The predominant failure site of the specimens in all groups did not change before and after thermocycling. However, when the ARIs of the groups with different SBS values were compared, it was found that the differences in bond strength were associated with differences in ARI scores. While most specimens in groups 2 and 3 failed at the bracket/adhesive interface (ARI of 2 or 3), the predominant failure site for groups 4, 5, and 6 was the tooth/adhesive interface (ARI of 0 or 1). The ARIs indicated that most of the composite remained on the tooth after bracket debonding in groups 2 and 3, and when the ARIs of the groups with different SBS values were compared it was found that the differences in bond strength were associated with differences in ARI scores. The ARI scores of the groups with the lowest SBS values (groups 1 and 2) were found to be significantly higher (ARI of 2 or 3) than the ARI scores (0 or 1) of the groups with higher SBS values (groups 1, 4, 5, and 6). It can be speculated that incomplete curing with high-power halogen for 2 and 3 seconds might have caused lower bond strength as a result of weaker adhesion to the bracket base and thus be associated with a higher ARI score. This finding is consistent with the findings of Thind et al.24 and Mavropoulos et al.15
A decrease in bonding effectiveness is believed to be caused by degradation of the interface components by hydrolysis.19 In addition, water can also infiltrate and weaken the mechanical properties of the polymer matrix.25 The teeth undergo significant fluctuations in temperature, varying from hot to cold in liquid and solid forms, resulting in further thermodynamic stresses on the bonded brackets. In the current study, this was duplicated in vitro with thermocycling.
Conclusions drawn from the results of any properly constructed laboratory investigation will provide a sound basis for the clinical introduction of new products and techniques. It is possible to simulate conditions that are close to those in clinical use, but the potential for unrecognized factors to influence the outcome should always be kept in mind.26 The results of the current study are based on in vitro laboratory conditions, and the clinical relevance of the findings should be confirmed in vivo.
CONCLUSIONS
Curing time can be reduced to 6 seconds with high-power halogen light (3000 mW/cm2) and to 10 seconds with high-intensity LED (1200 ± 10% mW/cm2) without compromising in vitro SBS of metal brackets.
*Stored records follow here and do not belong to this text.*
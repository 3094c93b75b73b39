//! Descriptor sources for the schema context

use crate::errors::{AppError, Result};
use async_trait::async_trait;
use std::path::{Path, PathBuf};

/// Raw descriptor texts
#[derive(Debug, Clone, PartialEq)]
pub struct Descriptors {
    /// JSON schema descriptor
    pub schema: String,
    /// Turtle ontology descriptor
    pub ontology: String,
}

/// Supplies descriptor texts
#[async_trait]
pub trait ContextSource: Send + Sync {
    async fn load(&self) -> Result<Descriptors>;

    /// Human-readable origin for logs
    fn describe(&self) -> String;
}

/// Reads both descriptors from disk
pub struct FileContextSource {
    schema_path: PathBuf,
    ontology_path: PathBuf,
}

impl FileContextSource {
    pub fn new(schema_path: impl Into<PathBuf>, ontology_path: impl Into<PathBuf>) -> Self {
        Self {
            schema_path: schema_path.into(),
            ontology_path: ontology_path.into(),
        }
    }

    async fn read(path: &Path) -> Result<String> {
        tokio::fs::read_to_string(path)
            .await
            .map_err(|e| AppError::Schema {
                message: format!("Failed to read {}: {}", path.display(), e),
            })
    }
}

#[async_trait]
impl ContextSource for FileContextSource {
    async fn load(&self) -> Result<Descriptors> {
        let (schema, ontology) = tokio::try_join!(
            Self::read(&self.schema_path),
            Self::read(&self.ontology_path)
        )?;
        Ok(Descriptors { schema, ontology })
    }

    fn describe(&self) -> String {
        format!(
            "{} + {}",
            self.schema_path.display(),
            self.ontology_path.display()
        )
    }
}

#[cfg(test)]
mod tests {
    use super::*;

    #[tokio::test]
    async fn test_reads_both_files() {
        let dir = std::env::temp_dir().join(format!("caig-schema-{}", std::process::id()));
        tokio::fs::create_dir_all(&dir).await.unwrap();
        let schema = dir.join("schema.json");
        let ontology = dir.join("ontology.ttl");
        tokio::fs::write(&schema, "{\"collections\": {}}").await.unwrap();
        tokio::fs::write(&ontology, "caig:Contract a owl:Class .").await.unwrap();

        let source = FileContextSource::new(&schema, &ontology);
        let descriptors = source.load().await.unwrap();
        assert_eq!(descriptors.schema, "{\"collections\": {}}");
        assert!(descriptors.ontology.starts_with("caig:Contract"));

        tokio::fs::remove_dir_all(&dir).await.unwrap();
    }

    #[tokio::test]
    async fn test_missing_ontology() {
        let source = FileContextSource::new("/nonexistent/schema.json", "/nonexistent/o.ttl");
        assert!(matches!(source.load().await, Err(AppError::Schema { .. })));
    }
}
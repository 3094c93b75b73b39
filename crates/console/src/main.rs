//! CAIG Query Console
//!
//! Plans, executes and traces a single question:
//! - Loads entity catalogs and schema context
//! - Runs the full retrieval when backends are configured
//! - Otherwise prints the rule-based plan (dry run)
//!
//! Usage: `caig-console <question...>`

use anyhow::{bail, Context};
use caig_common::catalog::{CatalogHandle, EntityCatalog, JsonCatalogSource};
use caig_common::embeddings::create_embedder;
use caig_common::metrics::register_metrics;
use caig_common::schema::{FileContextSource, SchemaContextBuilder};
use caig_common::{AppConfig, VERSION};
use caig_query::execution::{HttpDocumentStore, HttpGraphStore};
use caig_query::{
    ExecutionTracker, HttpQueryPlanner, QueryExecutor, QueryOptimizer, RetrievalOrchestrator,
    RuleBasedDetector,
};
use std::sync::Arc;
use tracing::{info, warn};
use tracing_subscriber::EnvFilter;

#[tokio::main]
async fn main() -> anyhow::Result<()> {
    // Load environment variables
    dotenvy::dotenv().ok();

    let config = AppConfig::load().context("Failed to load configuration")?;
    init_tracing(&config);
    register_metrics();

    let question = std::env::args().skip(1).collect::<Vec<_>>().join(" ");
    if question.trim().is_empty() {
        bail!("usage: caig-console <question>");
    }

    info!("Starting CAIG query console v{}", VERSION);

    let catalog_source = JsonCatalogSource::new(&config.catalog.path);
    let catalog = match CatalogHandle::initialize(&catalog_source).await {
        Ok(catalog) => catalog,
        Err(e) => {
            warn!(error = %e, path = %config.catalog.path, "Entity catalog unavailable, detection disabled");
            CatalogHandle::new(EntityCatalog::empty())
        }
    };

    let schema = Arc::new(SchemaContextBuilder::new(Arc::new(FileContextSource::new(
        &config.schema.schema_path,
        &config.schema.ontology_path,
    ))));

    let detector = Arc::new(RuleBasedDetector::from_config(&config.matching)?);
    let optimizer = QueryOptimizer::from_config(&config);

    let mut executor = QueryExecutor::new(&config);
    let timeout = config.execution_timeout();
    if let Some(store) = HttpDocumentStore::from_config(&config.documents, timeout)? {
        executor = executor.with_document_store(Arc::new(store));
    }
    if let Some(store) = HttpGraphStore::from_config(&config.graph, timeout)? {
        executor = executor.with_graph_store(Arc::new(store));
    }
    let has_backend = executor.has_document_store() || executor.has_graph_store();

    let mut orchestrator = RetrievalOrchestrator::new(catalog, detector, optimizer, executor)
        .with_schema(schema);
    if let Some(planner) = HttpQueryPlanner::from_config(&config.planner)? {
        orchestrator = orchestrator.with_planner(Arc::new(planner));
    }
    if let Some(embedder) = create_embedder(&config.embedding)? {
        info!(model = embedder.model_name(), "Vector fallback enabled");
        orchestrator = orchestrator.with_embedder(embedder);
    }

    if !has_backend {
        warn!("No backend configured, printing the rule-based plan only");
        let plan = orchestrator.rule_plan(&question);
        println!("{}", serde_json::to_string_pretty(&plan)?);

        let mut tracker = ExecutionTracker::new(&question, &plan);
        tracker.finish()?;
        println!("{}", tracker.visualize_ascii());
        return Ok(());
    }

    let outcome = orchestrator.retrieve(&question).await?;
    println!("{}", outcome.tracker.visualize_ascii());
    match outcome.strategy {
        Some(strategy) => println!(
            "{} documents via {} (cost {:.2}, {} attempts)",
            outcome.documents.len(),
            strategy,
            outcome.total_cost,
            outcome.attempts
        ),
        None => println!("No results ({} attempts)", outcome.attempts),
    }
    for document in &outcome.documents {
        println!("{}", serde_json::to_string(document)?);
    }

    Ok(())
}

/// Logs go to stderr; stdout carries the trace
fn init_tracing(config: &AppConfig) {
    let filter = EnvFilter::try_from_default_env()
        .unwrap_or_else(|_| EnvFilter::new(&config.observability.log_level));

    let builder = tracing_subscriber::fmt()
        .with_env_filter(filter)
        .with_target(true)
        .with_writer(std::io::stderr);

    if config.observability.json_logging {
        builder.json().init();
    } else {
        builder.init();
    }
}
Differences in bond strength are associated with differences in ARI score. Incomplete curing with high-power halogen for 2 and 3 seconds might have caused lower bond strength as a result of weaker adhesion to the bracket base and thus be associated with a higher ARI score.
Acknowledgments
This study was supported by the Scientific Research Projects Commission of Marmara University (BAPKO), project number SAG-BGS-060907-0175.